### Collection entries
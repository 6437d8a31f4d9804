mod agent;
mod heuristic;
mod random;

pub use agent::Agent;
pub use heuristic::{bucket_candidates, Candidate, HeuristicAgent};
pub use random::RandomAgent;
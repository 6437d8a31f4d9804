use serde::{Deserialize, Serialize};

use super::{Board, Player};
use crate::error::SnapshotError;

/// Serializable record of a board: who owns each edge (arena order) and each
/// box (row-major).
#[derive(Debug, Clone, PartialEq, Eq, Serialize, Deserialize)]
pub struct BoardSnapshot {
    pub dimension: usize,
    pub edges: Vec<Option<Player>>,
    pub owners: Vec<Option<Player>>,
}

impl BoardSnapshot {
    pub fn to_json(&self) -> Result<String, SnapshotError> {
        Ok(serde_json::to_string(self)?)
    }

    pub fn from_json(json: &str) -> Result<Self, SnapshotError> {
        Ok(serde_json::from_str(json)?)
    }

    /// Parse and validate in one step
    pub fn restore(json: &str) -> Result<Board, SnapshotError> {
        Board::from_snapshot(&Self::from_json(json)?)
    }
}
//! Headless matches between agents, used to measure the computer opponent.

pub mod episode;
pub mod metrics;

pub use episode::play_match;
pub use metrics::{MatchMetrics, MatchResult};
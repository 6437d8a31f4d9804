use std::num::NonZeroUsize;

use anyhow::{Context, Result};
use clap::Parser;
use tracing::info;
use tracing_subscriber::EnvFilter;

use dots_and_boxes::ai::{HeuristicAgent, RandomAgent};
use dots_and_boxes::game::Player;
use dots_and_boxes::simulation::{play_match, MatchMetrics};

/// Pit the heuristic computer against a random opponent, headless.
#[derive(Parser)]
#[command(name = "simulate", about = "Measure the computer opponent against random play")]
struct Cli {
    /// Number of games to play
    #[arg(long, default_value_t = 1000)]
    games: usize,

    /// Board size (cells per side)
    #[arg(long, default_value_t = 5)]
    dimension: usize,

    /// Seed both agents for reproducible results
    #[arg(long)]
    seed: Option<u64>,
}

fn main() -> Result<()> {
    let cli = Cli::parse();

    tracing_subscriber::fmt()
        .with_env_filter(
            EnvFilter::try_from_default_env().unwrap_or_else(|_| EnvFilter::new("info")),
        )
        .with_writer(std::io::stderr)
        .init();

    let dimension = NonZeroUsize::new(cli.dimension).context("--dimension must be >= 1")?;

    let (mut random, mut heuristic) = match cli.seed {
        Some(seed) => (
            RandomAgent::with_seed(seed),
            HeuristicAgent::with_seed(seed.wrapping_add(1)),
        ),
        None => (RandomAgent::new(), HeuristicAgent::new()),
    };

    info!(
        games = cli.games,
        dimension = dimension.get(),
        seed = ?cli.seed,
        "starting simulation"
    );

    let mut metrics = MatchMetrics::with_capacity(cli.games.max(1));
    for game in 0..cli.games {
        // Alternate who opens so neither side keeps the first-move edge
        let first = if game % 2 == 0 { Player::Human } else { Player::Computer };
        let result = play_match(&mut random, &mut heuristic, dimension, first);
        metrics.record(result);

        if (game + 1) % 100 == 0 {
            info!(
                played = game + 1,
                heuristic_win_rate = metrics.win_rate(Player::Computer, 100),
                "progress"
            );
        }
    }

    let n = metrics.total_matches();
    println!("{n} games on a {0}x{0} board", dimension.get());
    println!(
        "  heuristic wins: {:5.1}%",
        metrics.win_rate(Player::Computer, n) * 100.0
    );
    println!(
        "  random wins:    {:5.1}%",
        metrics.win_rate(Player::Human, n) * 100.0
    );
    println!("  draws:          {:5.1}%", metrics.draw_rate(n) * 100.0);
    println!("  avg margin:     {:+.2} boxes", metrics.average_margin(n));
    println!("  avg length:     {:.1} moves", metrics.average_game_length(n));

    Ok(())
}
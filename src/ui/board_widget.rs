use crate::engine::Snapshot;
use crate::game::{Edge, Player, Side};
use ratatui::{
    style::{Color, Modifier, Style},
    text::{Line, Span},
};

/// Terminal columns per cell, including the left line.
pub const CELL_WIDTH: u16 = 5;
/// Terminal rows per cell, including the top line.
pub const CELL_HEIGHT: u16 = 2;

const DOT: &str = "•";
const DOT_COLOR: Color = Color::Rgb(160, 82, 45);

/// Strong colour for claimed edges and scores.
pub fn player_color(player: Player) -> Color {
    match player {
        Player::Human => Color::Rgb(65, 105, 225),
        Player::Computer => Color::Rgb(220, 20, 60),
    }
}

/// Light colour for staged edges and owned boxes.
pub fn highlight_color(player: Player) -> Color {
    match player {
        Player::Human => Color::Rgb(176, 196, 222),
        Player::Computer => Color::Rgb(255, 182, 193),
    }
}

/// Width and height of the rendered board in terminal cells.
pub fn board_size(dimension: usize) -> (u16, u16) {
    let n = dimension as u16;
    (n * CELL_WIDTH + 1, n * CELL_HEIGHT + 1)
}

/// Render the board as text: dots at corners, claimed edges in the owner's
/// colour, the staged edge in the mover's light colour, owned boxes labelled.
pub fn board_lines(snapshot: &Snapshot<'_>) -> Vec<Line<'static>> {
    let n = snapshot.board.dimension();
    let mut lines = Vec::with_capacity(2 * n + 1);

    for row in 0..=n {
        // Dot row: the top side of `row`, or the bottom side of the last row
        let (cell_row, side) = if row < n { (row, Side::Top) } else { (n - 1, Side::Bottom) };
        let mut spans = Vec::with_capacity(2 * n + 1);
        for col in 0..n {
            spans.push(Span::styled(DOT, Style::default().fg(DOT_COLOR)));
            spans.push(edge_span(snapshot, cell_row, col, side, "────"));
        }
        spans.push(Span::styled(DOT, Style::default().fg(DOT_COLOR)));
        lines.push(Line::from(spans));

        if row == n {
            break;
        }

        // Box row: left sides, interiors, and the right side of the last column
        let mut spans = Vec::with_capacity(2 * n + 1);
        for col in 0..n {
            spans.push(edge_span(snapshot, row, col, Side::Left, "│"));
            spans.push(interior_span(snapshot, row, col));
        }
        spans.push(edge_span(snapshot, row, n - 1, Side::Right, "│"));
        lines.push(Line::from(spans));
    }

    lines
}

fn edge_span(
    snapshot: &Snapshot<'_>,
    row: usize,
    col: usize,
    side: Side,
    glyph: &'static str,
) -> Span<'static> {
    let owner = snapshot.board.edge_at(row, col, side).and_then(Edge::owner);
    match (owner, snapshot.highlight_owner) {
        (Some(player), _) => Span::styled(glyph, Style::default().fg(player_color(player))),
        (None, Some(mover)) if snapshot.is_highlighted(row, col, side) => {
            Span::styled(glyph, Style::default().fg(highlight_color(mover)))
        }
        _ => Span::raw(" ".repeat(glyph.chars().count())),
    }
}

fn interior_span(snapshot: &Snapshot<'_>, row: usize, col: usize) -> Span<'static> {
    let owner = snapshot.board.cell(row, col).and_then(|cell| cell.owner());
    match owner {
        Some(player) => Span::styled(
            player.short_name(),
            Style::default()
                .fg(player_color(player))
                .bg(highlight_color(player))
                .add_modifier(Modifier::BOLD),
        ),
        None => Span::raw("    "),
    }
}
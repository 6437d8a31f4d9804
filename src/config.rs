use std::path::{Path, PathBuf};

use tracing::warn;

use crate::engine::EngineConfig;
use crate::error::ConfigError;

/// Largest board the terminal front end lays out.
pub const MAX_DIMENSION: usize = 20;

/// Where and how much to log.
#[derive(Debug, Clone, serde::Serialize, serde::Deserialize)]
#[serde(default)]
pub struct LogConfig {
    /// Log file; the terminal is busy with the board so nothing is logged
    /// without one
    pub file: Option<PathBuf>,
    /// `EnvFilter` directive used when `RUST_LOG` is unset
    pub filter: String,
}

impl Default for LogConfig {
    fn default() -> Self {
        LogConfig {
            file: None,
            filter: "info".to_string(),
        }
    }
}

/// Top-level application configuration, loadable from TOML.
#[derive(Debug, Clone, Default, serde::Serialize, serde::Deserialize)]
#[serde(default)]
pub struct AppConfig {
    pub game: EngineConfig,
    pub log: LogConfig,
}

impl AppConfig {
    /// Load configuration from a TOML file.
    pub fn load(path: &Path) -> Result<Self, ConfigError> {
        let content = std::fs::read_to_string(path).map_err(|e| ConfigError::FileRead {
            path: path.to_path_buf(),
            source: e,
        })?;
        let config: AppConfig = toml::from_str(&content)?;
        config.validate()?;
        Ok(config)
    }

    /// Load configuration from a TOML file, falling back to defaults if the file
    /// does not exist.
    pub fn load_or_default(path: &Path) -> Result<Self, ConfigError> {
        if path.exists() {
            Self::load(path)
        } else {
            warn!(path = %path.display(), "config file not found, using defaults");
            Ok(Self::default())
        }
    }

    /// Validate configuration values.
    pub fn validate(&self) -> Result<(), ConfigError> {
        self.game.validate()?;
        if self.game.dimension > MAX_DIMENSION {
            return Err(ConfigError::Validation(format!(
                "game.dimension must be <= {MAX_DIMENSION}"
            )));
        }
        if self.log.filter.trim().is_empty() {
            return Err(ConfigError::Validation(
                "log.filter must not be empty".into(),
            ));
        }
        Ok(())
    }

    /// Generate a TOML string with all default values (useful for creating
    /// example config files).
    pub fn default_toml() -> Result<String, toml::ser::Error> {
        toml::to_string_pretty(&AppConfig::default())
    }
}

#[cfg(test)]
mod tests {
    use super::*;
    use std::io::Write;

    #[test]
    fn test_default_config_is_valid() {
        let config = AppConfig::default();
        config.validate().expect("default config should be valid");
        assert_eq!(config.game.dimension, 5);
        assert_eq!(config.game.frame_rate, 30);
    }

    #[test]
    fn test_partial_toml_uses_defaults() {
        let toml_str = r#"
[game]
dimension = 3
"#;
        let config: AppConfig = toml::from_str(toml_str).unwrap();
        assert_eq!(config.game.dimension, 3);
        assert_eq!(config.game.computer_delay_ms, 500);
        assert_eq!(config.log.filter, "info");
    }

    #[test]
    fn test_empty_toml_uses_all_defaults() {
        let config: AppConfig = toml::from_str("").unwrap();
        assert_eq!(config.game.dimension, EngineConfig::default().dimension);
        assert!(config.log.file.is_none());
    }

    #[test]
    fn test_validation_rejects_zero_dimension() {
        let mut config = AppConfig::default();
        config.game.dimension = 0;
        assert!(config.validate().is_err());
    }

    #[test]
    fn test_validation_rejects_oversized_dimension() {
        let mut config = AppConfig::default();
        config.game.dimension = MAX_DIMENSION + 1;
        assert!(config.validate().is_err());
    }

    #[test]
    fn test_validation_rejects_zero_frame_rate() {
        let mut config = AppConfig::default();
        config.game.frame_rate = 0;
        assert!(config.validate().is_err());
    }

    #[test]
    fn test_validation_rejects_empty_filter() {
        let mut config = AppConfig::default();
        config.log.filter = "  ".into();
        assert!(config.validate().is_err());
    }

    #[test]
    fn test_load_or_default_missing_file() {
        let config = AppConfig::load_or_default(Path::new("nonexistent_config.toml")).unwrap();
        assert_eq!(config.game.dimension, 5);
    }

    #[test]
    fn test_load_from_file() {
        let dir = tempfile::tempdir().unwrap();
        let path = dir.path().join("dots.toml");
        let mut f = std::fs::File::create(&path).unwrap();
        writeln!(
            f,
            r#"
[game]
dimension = 7
result_delay_ms = 1000

[log]
file = "dots.log"
"#
        )
        .unwrap();

        let config = AppConfig::load(&path).unwrap();
        assert_eq!(config.game.dimension, 7);
        assert_eq!(config.game.result_delay_ms, 1000);
        assert_eq!(config.log.file, Some(PathBuf::from("dots.log")));
        // Others are defaults
        assert_eq!(config.game.frame_rate, 30);
    }

    #[test]
    fn test_load_rejects_invalid_file() {
        let dir = tempfile::tempdir().unwrap();
        let path = dir.path().join("bad.toml");
        std::fs::write(&path, "[game]\ndimension = 0\n").unwrap();
        assert!(matches!(
            AppConfig::load(&path),
            Err(ConfigError::Validation(_))
        ));
    }

    #[test]
    fn test_default_toml_roundtrips() {
        let toml_str = AppConfig::default_toml().unwrap();
        let config: AppConfig = toml::from_str(&toml_str).unwrap();
        config.validate().expect("roundtripped config should be valid");
    }
}
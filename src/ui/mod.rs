//! Terminal UI: the board, scores, and pointer/keyboard input driving an
//! [`Engine`](crate::engine::Engine) at its configured frame rate.

mod app;
pub mod board_widget;
mod game_view;

pub use app::App;
use std::io;
use std::path::PathBuf;
use std::sync::Arc;

use anyhow::{bail, Context, Result};
use clap::Parser;
use crossterm::{
    event::{DisableMouseCapture, EnableMouseCapture},
    execute,
    terminal::{disable_raw_mode, enable_raw_mode, EnterAlternateScreen, LeaveAlternateScreen},
};
use dots_and_boxes::config::{AppConfig, LogConfig, MAX_DIMENSION};
use dots_and_boxes::engine::Engine;
use dots_and_boxes::ui::App;
use ratatui::{backend::CrosstermBackend, Terminal};
use tracing::info;
use tracing_subscriber::EnvFilter;

/// Play Dots and Boxes against the computer in the terminal.
#[derive(Parser)]
#[command(name = "dots_and_boxes", about = "Dots and Boxes against the computer")]
struct Cli {
    /// Path to TOML configuration file
    #[arg(long, default_value = "dots_and_boxes.toml")]
    config: PathBuf,

    /// Override the board size (cells per side)
    #[arg(long)]
    dimension: Option<usize>,

    /// Seed starting turns and computer moves for a reproducible session
    #[arg(long)]
    seed: Option<u64>,

    /// Print the default configuration as TOML and exit
    #[arg(long)]
    print_config: bool,
}

fn main() -> Result<()> {
    let cli = Cli::parse();

    if cli.print_config {
        print!("{}", AppConfig::default_toml().context("serializing default config")?);
        return Ok(());
    }

    let mut app_config = AppConfig::load_or_default(&cli.config)
        .with_context(|| format!("loading config from {}", cli.config.display()))?;

    if let Some(dimension) = cli.dimension {
        if !(1..=MAX_DIMENSION).contains(&dimension) {
            bail!("--dimension must be between 1 and {MAX_DIMENSION}, got {dimension}");
        }
        app_config.game.dimension = dimension;
    }

    init_logging(&app_config.log)?;
    info!(
        dimension = app_config.game.dimension,
        frame_rate = app_config.game.frame_rate,
        seed = ?cli.seed,
        "starting dots and boxes"
    );

    let engine = match cli.seed {
        Some(seed) => Engine::with_seed(app_config.game, seed),
        None => Engine::new(app_config.game),
    }
    .context("creating engine")?;

    run(App::new(engine)).context("running terminal UI")
}

/// Log to the configured file. The terminal belongs to the board, so without a
/// file nothing is logged.
fn init_logging(log: &LogConfig) -> Result<()> {
    let Some(path) = &log.file else {
        return Ok(());
    };

    let log_file = std::fs::File::create(path)
        .with_context(|| format!("creating log file {}", path.display()))?;
    let _ = tracing_subscriber::fmt()
        .with_env_filter(
            EnvFilter::try_from_default_env().unwrap_or_else(|_| EnvFilter::new(&log.filter)),
        )
        .with_writer(Arc::new(log_file))
        .with_ansi(false)
        .try_init();
    Ok(())
}

fn run(mut app: App) -> io::Result<()> {
    // Setup terminal
    enable_raw_mode()?;
    let mut stdout = io::stdout();
    execute!(stdout, EnterAlternateScreen, EnableMouseCapture)?;
    let backend = CrosstermBackend::new(stdout);
    let mut terminal = Terminal::new(backend)?;

    let res = app.run(&mut terminal);

    // Restore terminal, even on error
    let _ = disable_raw_mode();
    let _ = execute!(
        terminal.backend_mut(),
        LeaveAlternateScreen,
        DisableMouseCapture
    );
    let _ = terminal.show_cursor();

    res
}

### DIRECTIONS
Write out again, exactly, the lines from the start of the entries up to and including the one with "pub fn to_json(&self)". Nothing else belongs in the reply.

### TASK RESULT
repository 6437d8a31f4d9804
mod agent;
mod heuristic;
mod random;

pub use agent::Agent;
pub use heuristic::{bucket_candidates, Candidate, HeuristicAgent};
pub use random::RandomAgent;
repository 6437d8a31f4d9804
use serde::{Deserialize, Serialize};

use super::{Board, Player};
use crate::error::SnapshotError;

/// Serializable record of a board: who owns each edge (arena order) and each
/// box (row-major).
#[derive(Debug, Clone, PartialEq, Eq, Serialize, Deserialize)]
pub struct BoardSnapshot {
    pub dimension: usize,
    pub edges: Vec<Option<Player>>,
    pub owners: Vec<Option<Player>>,
}

impl BoardSnapshot {
    pub fn to_json(&self) -> Result<String, SnapshotError> {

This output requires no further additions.